Oggi la Tintoria Zerbi non esiste più

Il vero problema è che, però, oggi la Tintoria Zerbi non esiste più. È in procedura concorsuale. “La chiusura forzata di circa tre mesi dopo l’accertamento inevitabilmente creò i presupposti per quanto sarebbe poi tragicamente successo. Tre mesi di stop vollero dire per la società sostenere, solo tra paghe e contributi, costi per 1,6 milioni di euro, senza poter, dall’altra parte, produrre e dunque vendere e incassare alcunché”. A casa rimasero così 81 dipendenti. “Eppure - ricorda Cova - il sistema bancario aveva dimostrato di credere nelle nostre potenzialità con un finanziamento, concesso solo pochi mesi prima dei fatti, nell’ambito di un’operazione di ristrutturazione del debito, in un periodo di pieno ‘credit crunch’ e nonostante la crisi del settore tessile.

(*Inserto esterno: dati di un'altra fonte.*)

use crate::bson::{oid::ObjectId, Bson, Document};

pub(crate) mod command;

pub(crate) const COMMAND_TRACING_EVENT_TARGET: &str = "mongodb::command";
pub(crate) const CHANGE_STREAM_TRACING_EVENT_TARGET: &str = "mongodb::change_stream";
pub(crate) const SESSION_TRACING_EVENT_TARGET: &str = "mongodb::session";
pub(crate) const CURSOR_TRACING_EVENT_TARGET: &str = "mongodb::cursor";

pub(crate) const DEFAULT_MAX_DOCUMENT_LENGTH_BYTES: usize = 1000;

pub(crate) trait TracingRepresentation {
    type Representation;

    fn tracing_representation(&self) -> Self::Representation;
}

impl TracingRepresentation for ObjectId {
    type Representation = String;

    fn tracing_representation(&self) -> String {
        self.to_hex()
    }
}

impl TracingRepresentation for Document {
    type Representation = String;

    fn tracing_representation(&self) -> String {
        Bson::Document(self.clone())
            .into_relaxed_extjson()
            .to_string()
    }
}

impl TracingRepresentation for crate::error::Error {
    type Representation = String;

    fn tracing_representation(&self) -> String {
        self.to_string()
    }
}

pub(crate) fn serialize_command_or_reply(doc: &Document, max_length_bytes: usize) -> String {
    let mut ext_json = doc.tracing_representation();
    truncate_on_char_boundary(&mut ext_json, max_length_bytes);
    ext_json
}

/// Truncates `s` to at most `new_len` bytes plus a trailing "...", backing up to the nearest
/// char boundary.
pub(crate) fn truncate_on_char_boundary(s: &mut String, new_len: usize) {
    let original_len = s.len();
    if original_len <= new_len {
        return;
    }
    let mut truncate_index = new_len;
    while !s.is_char_boundary(truncate_index) {
        truncate_index -= 1;
    }
    s.truncate(truncate_index);
    s.push_str("...");
}

#[cfg(test)]
mod test {
    use pretty_assertions::assert_eq;

    use super::{serialize_command_or_reply, truncate_on_char_boundary};
    use crate::bson::doc;

    #[test]
    fn truncation_respects_char_boundaries() {
        let mut s = String::from("aé");
        truncate_on_char_boundary(&mut s, 2);
        assert_eq!(s, "a...");

        let mut short = String::from("abc");
        truncate_on_char_boundary(&mut short, 10);
        assert_eq!(short, "abc");
    }

    #[test]
    fn long_documents_are_truncated() {
        let serialized = serialize_command_or_reply(&doc! { "insert": "x".repeat(50) }, 10);
        assert_eq!(serialized.len(), 13);
        assert!(serialized.ends_with("..."));
    }
}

Avremmo potuto farcela, avevamo buone prospettive di miglioramento”.

 

“Ancora nel 2016 ci accusarono con lettere anonime di sversare liquami nell’Olona, quando in realtà l’azienda era già in procedura concorsuale e chiusa da tempo”. Ricorda ancora Cova per sottolineare l’accanimento generale nei confronti della sua azienda. 
“Vogliamo riabilitare il nome della Tintoria Zerbi - chiosa Cova - che ha operato per 80 anni dando lavoro nel tempo a centinaia di persone e contribuendo alla costruzione di un benessere diffuso sul territorio. Perché quello che è capitato a me, alla mia azienda e ai miei collaboratori non accada più”.